**Prompt**
Which lines below include "MemoryPort"? Copy them all.
^^^^
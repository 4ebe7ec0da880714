use std::fmt;
use std::io;

use flarmlink_device::DeviceError;
use flarmlink_frame::FrameError;
use flarmlink_transport::TransportError;

pub const SUCCESS: i32 = 0;
pub const FAILURE: i32 = 1;
pub const TRANSPORT_ERROR: i32 = 3;
pub const PERMISSION_DENIED: i32 = 50;
pub const DATA_INVALID: i32 = 60;
pub const USAGE: i32 = 64;
pub const TIMEOUT: i32 = 124;
pub const CANCELLED: i32 = 130;
pub const INTERNAL: i32 = 125;

pub type CliResult<T> = Result<T, CliError>;

#[derive(Debug)]
pub struct CliError {
    pub code: i32,
    pub message: String,
}

impl CliError {
    pub fn new(code: i32, message: impl Into<String>) -> Self {
        Self {
            code,
            message: message.into(),
        }
    }
}

impl fmt::Display for CliError {
    fn fmt(&self, f: &mut fmt::Formatter<'_>) -> fmt::Result {
        write!(f, "{}", self.message)
    }
}

impl std::error::Error for CliError {}

pub fn io_error(context: &str, err: io::Error) -> CliError {
    let code = match err.kind() {
        io::ErrorKind::PermissionDenied => PERMISSION_DENIED,
        io::ErrorKind::TimedOut | io::ErrorKind::WouldBlock => TIMEOUT,
        io::ErrorKind::ConnectionRefused | io::ErrorKind::NotFound => FAILURE,
        _ => TRANSPORT_ERROR,
    };
    CliError::new(code, format!("{context}: {err}"))
}

pub fn transport_error(context: &str, err: TransportError) -> CliError {
    match err {
        TransportError::Connect { source, .. } | TransportError::Io(source) => {
            io_error(context, source)
        }
        TransportError::Timeout => CliError::new(TIMEOUT, format!("{context}: {err}")),
        TransportError::Cancelled => CliError::new(CANCELLED, format!("{context}: {err}")),
        TransportError::Closed => CliError::new(FAILURE, format!("{context}: {err}")),
    }
}

pub fn frame_error(context: &str, err: FrameError) -> CliError {
    match err {
        FrameError::Transport(err) => transport_error(context, err),
        FrameError::PayloadTooLarge { .. } => {
            CliError::new(DATA_INVALID, format!("{context}: {err}"))
        }
        other => CliError::new(INTERNAL, format!("{context}: {other}")),
    }
}

pub fn device_error(context: &str, err: DeviceError) -> CliError {
    match err {
        DeviceError::Transport(err) => transport_error(context, err),
        DeviceError::Frame(err) => frame_error(context, err),
    }
}
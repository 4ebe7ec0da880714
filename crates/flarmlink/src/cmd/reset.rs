use flarmlink_frame::MessageType;
use flarmlink_transport::CancelToken;

use crate::cmd::{open_device, parse_duration, ResetArgs};
use crate::exit::{device_error, CliError, CliResult, SUCCESS, TIMEOUT};
use crate::output::{print_exchange, ExchangeReport, OutputFormat};

pub fn run(args: ResetArgs, format: OutputFormat, cancel: &CancelToken) -> CliResult<i32> {
    let timeout = parse_duration(&args.link.timeout)?;
    let mut device = open_device(&args.link, cancel)?;

    if args.check {
        let alive = device
            .ping(timeout)
            .map_err(|err| device_error("ping failed", err))?;
        if !alive {
            return Err(CliError::new(
                TIMEOUT,
                format!("{} did not answer in binary mode, not resetting", args.link.addr),
            ));
        }
    }

    let sequence = device.sequence_number();
    device
        .reset(timeout)
        .map_err(|err| device_error("reset failed", err))?;

    print_exchange(
        &ExchangeReport {
            addr: args.link.addr,
            message_type: MessageType::Exit.to_string(),
            sequence,
            outcome: "sent",
            body: String::new(),
            raw_body: Vec::new(),
        },
        format,
    );
    Ok(SUCCESS)
}
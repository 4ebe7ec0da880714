use ::crc::{Crc, CRC_16_XMODEM};

use crate::header::{FrameHeader, HEADER_SIZE};

/// CRC-16/CCITT with a zero initial value, as used by FLARM frames.
pub const FRAME_CRC: Crc<u16> = Crc::<u16>::new(&CRC_16_XMODEM);

/// Offset of the crc field inside the encoded header.
const CRC_OFFSET: usize = HEADER_SIZE - 2;

/// Compute the integrity code of a frame.
///
/// The header is fed with its crc field zeroed, followed by the payload.
pub fn calculate_crc(header: &FrameHeader, payload: &[u8]) -> u16 {
    let mut bytes = header.to_bytes();
    bytes[CRC_OFFSET..].fill(0);

    let mut digest = FRAME_CRC.digest();
    digest.update(&bytes);
    digest.update(payload);
    digest.finalize()
}

#[cfg(test)]
mod tests {
    use super::*;

    #[test]
    fn matches_ccitt_check_value() {
        assert_eq!(FRAME_CRC.checksum(b"123456789"), 0x31C3);
    }

    #[test]
    fn crc_field_does_not_affect_result() {
        let header = FrameHeader::from_bytes(&[0x0A, 0x00, 0x00, 0x07, 0x00, 0xA0, 0xFF, 0xFF]);
        let zeroed = FrameHeader::from_bytes(&[0x0A, 0x00, 0x00, 0x07, 0x00, 0xA0, 0x00, 0x00]);

        assert_eq!(
            calculate_crc(&header, &[0x07, 0x00]),
            calculate_crc(&zeroed, &[0x07, 0x00])
        );
    }

    #[test]
    fn payload_is_covered() {
        let header = FrameHeader::from_bytes(&[0x0A, 0x00, 0x00, 0x07, 0x00, 0xA0, 0x00, 0x00]);
        assert_ne!(
            calculate_crc(&header, &[0x07, 0x00]),
            calculate_crc(&header, &[0x08, 0x00])
        );
    }
}
//! Byte-oriented port abstraction for FLARM links.
//!
//! The protocol layers above only need a handful of blocking primitives:
//! writes, reads bounded by a deadline, and wait-for-byte. This crate defines
//! that contract ([`Port`]), the time model used to bound it ([`Clock`],
//! [`Deadline`]) and two implementations:
//! - [`StreamPort`] over TCP or Unix domain socket streams
//! - [`MemoryPort`], a scripted port driven by a [`ManualClock`]
//!
//! This is the lowest layer of flarmlink. Everything else builds on top of
//! the [`Port`] trait provided here.

pub mod cancel;
pub mod clock;
pub mod error;
pub mod memory;
pub mod stream;
pub mod traits;

pub use cancel::CancelToken;
pub use clock::{Clock, Deadline, ManualClock, SystemClock, MAX_TIMEOUT};
pub use error::{Result, TransportError};
pub use memory::MemoryPort;
pub use stream::{PortConfig, StreamPort, TimeoutStream};
pub use traits::Port;
use std::time::Instant;

use flarmlink_transport::CancelToken;

use crate::cmd::{open_device, parse_duration, PingArgs};
use crate::exit::{device_error, CliResult, SUCCESS, TIMEOUT};
use crate::output::{print_ping, OutputFormat, PingReport};

pub fn run(args: PingArgs, format: OutputFormat, cancel: &CancelToken) -> CliResult<i32> {
    let timeout = parse_duration(&args.link.timeout)?;
    let mut device = open_device(&args.link, cancel)?;

    let sequence = device.sequence_number();
    let started = Instant::now();
    let alive = device
        .ping(timeout)
        .map_err(|err| device_error("ping failed", err))?;
    let latency_ms =
        alive.then(|| (started.elapsed().as_secs_f64() * 1000.0 * 100.0).round() / 100.0);

    tracing::debug!(alive, ?latency_ms, "ping finished");
    print_ping(
        &PingReport {
            addr: args.link.addr,
            sequence,
            alive,
            latency_ms,
        },
        format,
    );

    Ok(if alive { SUCCESS } else { TIMEOUT })
}
//! Byte-stuffing codec.
//!
//! `START_FRAME` marks the first byte of a frame and must never appear inside
//! frame data, so both it and `ESCAPE` are replaced by two-byte sequences:
//!
//! | Raw byte       | On the wire                |
//! |----------------|----------------------------|
//! | `START_FRAME`  | `ESCAPE`, `ESCAPE_START`   |
//! | `ESCAPE`       | `ESCAPE`, `ESCAPE_ESCAPE`  |
//!
//! Everything else is written verbatim.

use bytes::{BufMut, BytesMut};
use flarmlink_transport::{Deadline, Port};
use tracing::trace;

use crate::error::{FrameError, Result};

/// First byte of every frame. Sent raw only as the synchronization marker.
pub const START_FRAME: u8 = 0x73;
/// Introduces an escaped byte.
pub const ESCAPE: u8 = 0x78;
/// Follows `ESCAPE` to stand for `START_FRAME`.
pub const ESCAPE_START: u8 = 0x31;
/// Follows `ESCAPE` to stand for `ESCAPE`.
pub const ESCAPE_ESCAPE: u8 = 0x55;

/// Index of the first reserved byte in `data`, found in a single pass.
pub fn find_special(data: &[u8]) -> Option<usize> {
    data.iter().position(|&b| b == START_FRAME || b == ESCAPE)
}

fn escape_code(byte: u8) -> u8 {
    if byte == START_FRAME {
        ESCAPE_START
    } else {
        ESCAPE_ESCAPE
    }
}

fn unescape_code(code: u8) -> Result<u8> {
    match code {
        ESCAPE_START => Ok(START_FRAME),
        ESCAPE_ESCAPE => Ok(ESCAPE),
        other => {
            trace!(code = other, "unknown escape code");
            Err(FrameError::EscapeSequenceInvalid(other))
        }
    }
}

/// Write `data` to `port`, escaping reserved bytes.
///
/// Runs of harmless bytes are written in bulk. Every write is bounded by
/// `deadline`.
pub fn send_escaped<P: Port + ?Sized>(port: &mut P, data: &[u8], deadline: Deadline) -> Result<()> {
    debug_assert!(!data.is_empty(), "send_escaped called with empty data");

    let mut rest = data;
    loop {
        let special = find_special(rest).unwrap_or(rest.len());
        if special > 0 {
            port.write_all(&rest[..special], deadline)?;
        }

        let Some(&byte) = rest.get(special) else {
            return Ok(());
        };
        port.write_all(&[ESCAPE, escape_code(byte)], deadline)?;
        rest = &rest[special + 1..];
    }
}

/// Append the escaped form of `data` to `dst`.
pub fn escape_into(data: &[u8], dst: &mut BytesMut) {
    dst.reserve(data.len());

    let mut rest = data;
    while let Some(special) = find_special(rest) {
        dst.put_slice(&rest[..special]);
        dst.put_u8(ESCAPE);
        dst.put_u8(escape_code(rest[special]));
        rest = &rest[special + 1..];
    }
    dst.put_slice(rest);
}

/// Reverse [`escape_into`] on a complete buffer.
pub fn unescape(data: &[u8]) -> Result<Vec<u8>> {
    let mut out = Vec::with_capacity(data.len());
    let mut bytes = data.iter().copied();
    while let Some(byte) = bytes.next() {
        if byte == ESCAPE {
            let code = bytes.next().ok_or(FrameError::TruncatedEscape)?;
            out.push(unescape_code(code)?);
        } else {
            out.push(byte);
        }
    }
    Ok(out)
}

/// Read once from `port` into `dest` and unescape in place.
///
/// The read optimistically asks for `dest.len()` raw bytes, as if nothing
/// were escaped. If the last byte read is `ESCAPE`, one more byte is read to
/// complete the sequence. Returns the number of unescaped bytes now at the
/// start of `dest`, which may be less than `dest.len()`.
pub fn receive_some_unescape<P: Port + ?Sized>(
    port: &mut P,
    dest: &mut [u8],
    deadline: Deadline,
) -> Result<usize> {
    let nbytes = port.read_available(dest, deadline)?;

    // The write cursor never passes the read cursor.
    let mut read = 0;
    let mut written = 0;
    while read < nbytes {
        let byte = dest[read];
        read += 1;

        dest[written] = if byte != ESCAPE {
            byte
        } else if read < nbytes {
            read += 1;
            unescape_code(dest[read - 1])?
        } else {
            unescape_code(port.read_byte(deadline)?)?
        };
        written += 1;
    }

    Ok(written)
}

/// Fill `dest` completely with unescaped bytes from `port`.
pub fn receive_escaped<P: Port + ?Sized>(
    port: &mut P,
    dest: &mut [u8],
    deadline: Deadline,
) -> Result<()> {
    debug_assert!(!dest.is_empty(), "receive_escaped called with empty buffer");

    let mut filled = 0;
    while filled < dest.len() {
        filled += receive_some_unescape(port, &mut dest[filled..], deadline)?;
    }
    Ok(())
}
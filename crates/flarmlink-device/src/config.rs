use flarmlink_frame::MAX_PAYLOAD;

/// Configuration for a [`FlarmDevice`](crate::FlarmDevice).
#[derive(Debug, Clone)]
pub struct DeviceConfig {
    /// Largest inbound payload accepted. Frames declaring more are discarded.
    pub max_payload_size: usize,
    /// First sequence number assigned to an outbound frame.
    pub initial_sequence: u16,
}

impl Default for DeviceConfig {
    fn default() -> Self {
        Self {
            max_payload_size: MAX_PAYLOAD,
            initial_sequence: 0,
        }
    }
}
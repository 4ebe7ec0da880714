//! FLARM binary message types.
//!
//! Only PING, EXIT, ACK and NACK carry meaning inside this workspace. The
//! remaining kinds are named for readability and otherwise passed through
//! opaquely, as is any byte without a name ([`MessageType::Other`]).

use std::fmt;

/// The `type` field of a frame header.
#[derive(Debug, Clone, Copy, PartialEq, Eq, Hash)]
pub enum MessageType {
    Error,
    Ping,
    SetBaudRate,
    FlashUpload,
    /// Leave binary mode and reset the device.
    Exit,
    SelectRecord,
    GetRecordInfo,
    GetIgcData,
    Ack,
    Nack,
    /// A byte without a named kind. Never holds a named kind's value when
    /// built through [`MessageType::from_u8`].
    Other(u8),
}

impl MessageType {
    pub const fn as_u8(self) -> u8 {
        match self {
            MessageType::Error => 0x00,
            MessageType::Ping => 0x01,
            MessageType::SetBaudRate => 0x02,
            MessageType::FlashUpload => 0x10,
            MessageType::Exit => 0x12,
            MessageType::SelectRecord => 0x20,
            MessageType::GetRecordInfo => 0x21,
            MessageType::GetIgcData => 0x22,
            MessageType::Ack => 0xA0,
            MessageType::Nack => 0xB7,
            MessageType::Other(value) => value,
        }
    }

    pub const fn from_u8(value: u8) -> Self {
        match value {
            0x00 => MessageType::Error,
            0x01 => MessageType::Ping,
            0x02 => MessageType::SetBaudRate,
            0x10 => MessageType::FlashUpload,
            0x12 => MessageType::Exit,
            0x20 => MessageType::SelectRecord,
            0x21 => MessageType::GetRecordInfo,
            0x22 => MessageType::GetIgcData,
            0xA0 => MessageType::Ack,
            0xB7 => MessageType::Nack,
            other => MessageType::Other(other),
        }
    }

    /// Returns a human-readable name for the message type.
    pub fn name(self) -> &'static str {
        match self {
            MessageType::Error => "ERROR",
            MessageType::Ping => "PING",
            MessageType::SetBaudRate => "SETBAUDRATE",
            MessageType::FlashUpload => "FLASHUPLOAD",
            MessageType::Exit => "EXIT",
            MessageType::SelectRecord => "SELECTRECORD",
            MessageType::GetRecordInfo => "GETRECORDINFO",
            MessageType::GetIgcData => "GETIGCDATA",
            MessageType::Ack => "ACK",
            MessageType::Nack => "NACK",
            MessageType::Other(_) => "OTHER",
        }
    }

    /// Returns true for the acknowledgment kinds a device sends back.
    pub fn is_reply(self) -> bool {
        matches!(self, MessageType::Ack | MessageType::Nack)
    }
}

impl From<u8> for MessageType {
    fn from(value: u8) -> Self {
        Self::from_u8(value)
    }
}

impl From<MessageType> for u8 {
    fn from(value: MessageType) -> Self {
        value.as_u8()
    }
}

impl fmt::Display for MessageType {
    fn fmt(&self, f: &mut fmt::Formatter<'_>) -> fmt::Result {
        write!(f, "{} ({:#04x})", self.name(), self.as_u8())
    }
}
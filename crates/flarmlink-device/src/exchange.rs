//! Sending frames and waiting for matching replies.
//!
//! A wait is a loop of attempts sharing one deadline. Each attempt
//! resynchronizes on the next `START_FRAME`, decodes a header, reads the
//! declared payload, checks the CRC and finally matches type and sequence.
//! A failed attempt only discards that frame; the loop keeps going with
//! whatever time is left.

use std::fmt;

use bytes::{Bytes, BytesMut};
use flarmlink_frame::{
    receive_escaped, send_escaped, FrameError, FrameHeader, MessageType, HEADER_SIZE, START_FRAME,
};
use flarmlink_transport::{Clock, Deadline, Port};
use tracing::{debug, trace};

use crate::error::{DeviceError, Result};

/// A frame accepted by a wait.
#[derive(Debug, Clone, PartialEq, Eq)]
pub struct Reply {
    pub message_type: MessageType,
    /// The whole payload, starting with the echoed sequence number.
    pub payload: Bytes,
}

impl Reply {
    /// Payload bytes after the echoed sequence number.
    pub fn body(&self) -> &[u8] {
        self.payload.get(2..).unwrap_or_default()
    }
}

/// How a wait ended, short of a transport failure.
#[derive(Debug, Clone, PartialEq, Eq)]
pub enum WaitOutcome {
    /// A frame of an expected type acknowledging the expected sequence number.
    Matched(Reply),
    /// The deadline passed without a matching frame.
    TimedOut,
}

impl WaitOutcome {
    /// The matched message type, if any.
    pub fn message_type(&self) -> Option<MessageType> {
        match self {
            WaitOutcome::Matched(reply) => Some(reply.message_type),
            WaitOutcome::TimedOut => None,
        }
    }

    pub fn into_reply(self) -> Option<Reply> {
        match self {
            WaitOutcome::Matched(reply) => Some(reply),
            WaitOutcome::TimedOut => None,
        }
    }

    pub fn is_timed_out(&self) -> bool {
        matches!(self, WaitOutcome::TimedOut)
    }
}

/// What a wait is looking for.
#[derive(Debug, Clone, Copy)]
pub(crate) struct Expectation<'a> {
    pub sequence: u16,
    pub types: &'a [MessageType],
    pub max_payload_size: usize,
}

/// Why a single attempt was abandoned. Never leaves this module.
enum Rejection {
    Malformed(FrameError),
    Timeout,
    Undersized(u16),
    Oversized(usize),
    CrcMismatch,
    UnexpectedType(MessageType),
    MissingSequence(usize),
    SequenceMismatch(u16),
}

impl fmt::Display for Rejection {
    fn fmt(&self, f: &mut fmt::Formatter<'_>) -> fmt::Result {
        match self {
            Rejection::Malformed(err) => write!(f, "malformed: {err}"),
            Rejection::Timeout => write!(f, "frame incomplete at deadline"),
            Rejection::Undersized(length) => write!(f, "length {length} below header size"),
            Rejection::Oversized(len) => write!(f, "payload of {len} bytes over limit"),
            Rejection::CrcMismatch => write!(f, "crc mismatch"),
            Rejection::UnexpectedType(message_type) => write!(f, "unexpected type {message_type}"),
            Rejection::MissingSequence(len) => write!(f, "payload of {len} bytes has no sequence"),
            Rejection::SequenceMismatch(echoed) => write!(f, "acknowledges sequence {echoed}"),
        }
    }
}

enum Attempt {
    Accepted(MessageType),
    Rejected(Rejection),
}

/// Write a complete frame: raw start marker, escaped header, escaped payload.
///
/// Every write is bounded by `deadline`.
pub(crate) fn send_frame<P: Port + ?Sized>(
    port: &mut P,
    header: &FrameHeader,
    payload: &[u8],
    deadline: Deadline,
) -> Result<()> {
    debug_assert_eq!(header.payload_len(), Some(payload.len()));

    port.write_byte(START_FRAME, deadline)?;
    send_escaped(port, &header.to_bytes(), deadline)?;
    if !payload.is_empty() {
        send_escaped(port, payload, deadline)?;
    }

    debug!(
        sequence = header.sequence_number(),
        message_type = %header.message_type(),
        payload_len = payload.len(),
        "sent frame"
    );
    Ok(())
}

/// Receive frames until one satisfies `expect` or `deadline` passes.
pub(crate) fn wait_for<P, C>(
    port: &mut P,
    clock: &C,
    expect: Expectation<'_>,
    deadline: Deadline,
) -> Result<WaitOutcome>
where
    P: Port + ?Sized,
    C: Clock,
{
    let mut payload = BytesMut::new();

    while !deadline.has_expired(clock) {
        match port.wait_for_byte(START_FRAME, deadline) {
            Ok(()) => {}
            Err(err) if err.is_timeout() => break,
            Err(err) => return Err(err.into()),
        }

        match attempt(port, &mut payload, expect, deadline)? {
            Attempt::Accepted(message_type) => {
                debug!(
                    sequence = expect.sequence,
                    %message_type,
                    "matched reply"
                );
                return Ok(WaitOutcome::Matched(Reply {
                    message_type,
                    payload: payload.split().freeze(),
                }));
            }
            Attempt::Rejected(reason) => {
                debug!(
                    sequence = expect.sequence,
                    %reason,
                    remaining = ?deadline.remaining(clock),
                    "discarded frame"
                );
            }
        }
    }

    trace!(sequence = expect.sequence, "no matching reply before deadline");
    Ok(WaitOutcome::TimedOut)
}

/// One pass after a start marker. `payload` is resized to the frame's payload.
fn attempt<P: Port + ?Sized>(
    port: &mut P,
    payload: &mut BytesMut,
    expect: Expectation<'_>,
    deadline: Deadline,
) -> Result<Attempt> {
    let mut raw = [0u8; HEADER_SIZE];
    if let Err(err) = receive_escaped(port, &mut raw, deadline) {
        return recover(err);
    }
    let header = FrameHeader::from_bytes(&raw);

    let Some(payload_len) = header.payload_len() else {
        return Ok(Attempt::Rejected(Rejection::Undersized(header.length())));
    };
    if payload_len > expect.max_payload_size {
        return Ok(Attempt::Rejected(Rejection::Oversized(payload_len)));
    }

    payload.resize(payload_len, 0);
    if payload_len > 0 {
        if let Err(err) = receive_escaped(port, &mut payload[..], deadline) {
            return recover(err);
        }
    }

    if !header.verify(&payload[..]) {
        return Ok(Attempt::Rejected(Rejection::CrcMismatch));
    }

    Ok(match_reply(&header, &payload[..], expect))
}

fn match_reply(header: &FrameHeader, payload: &[u8], expect: Expectation<'_>) -> Attempt {
    let message_type = header.message_type();
    if !expect.types.contains(&message_type) {
        return Attempt::Rejected(Rejection::UnexpectedType(message_type));
    }

    let Some(echoed) = payload.get(..2) else {
        return Attempt::Rejected(Rejection::MissingSequence(payload.len()));
    };
    let echoed = u16::from_le_bytes([echoed[0], echoed[1]]);
    if echoed != expect.sequence {
        return Attempt::Rejected(Rejection::SequenceMismatch(echoed));
    }

    Attempt::Accepted(message_type)
}

/// Malformed bytes and timeouts end the attempt; anything else is fatal.
fn recover(err: FrameError) -> Result<Attempt> {
    if err.is_malformed() {
        return Ok(Attempt::Rejected(Rejection::Malformed(err)));
    }
    if err.is_timeout() {
        return Ok(Attempt::Rejected(Rejection::Timeout));
    }
    Err(DeviceError::from(err))
}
^^^^
**Result**
//! - [`MemoryPort`], a scripted port driven by a [`ManualClock`]
pub use memory::MemoryPort;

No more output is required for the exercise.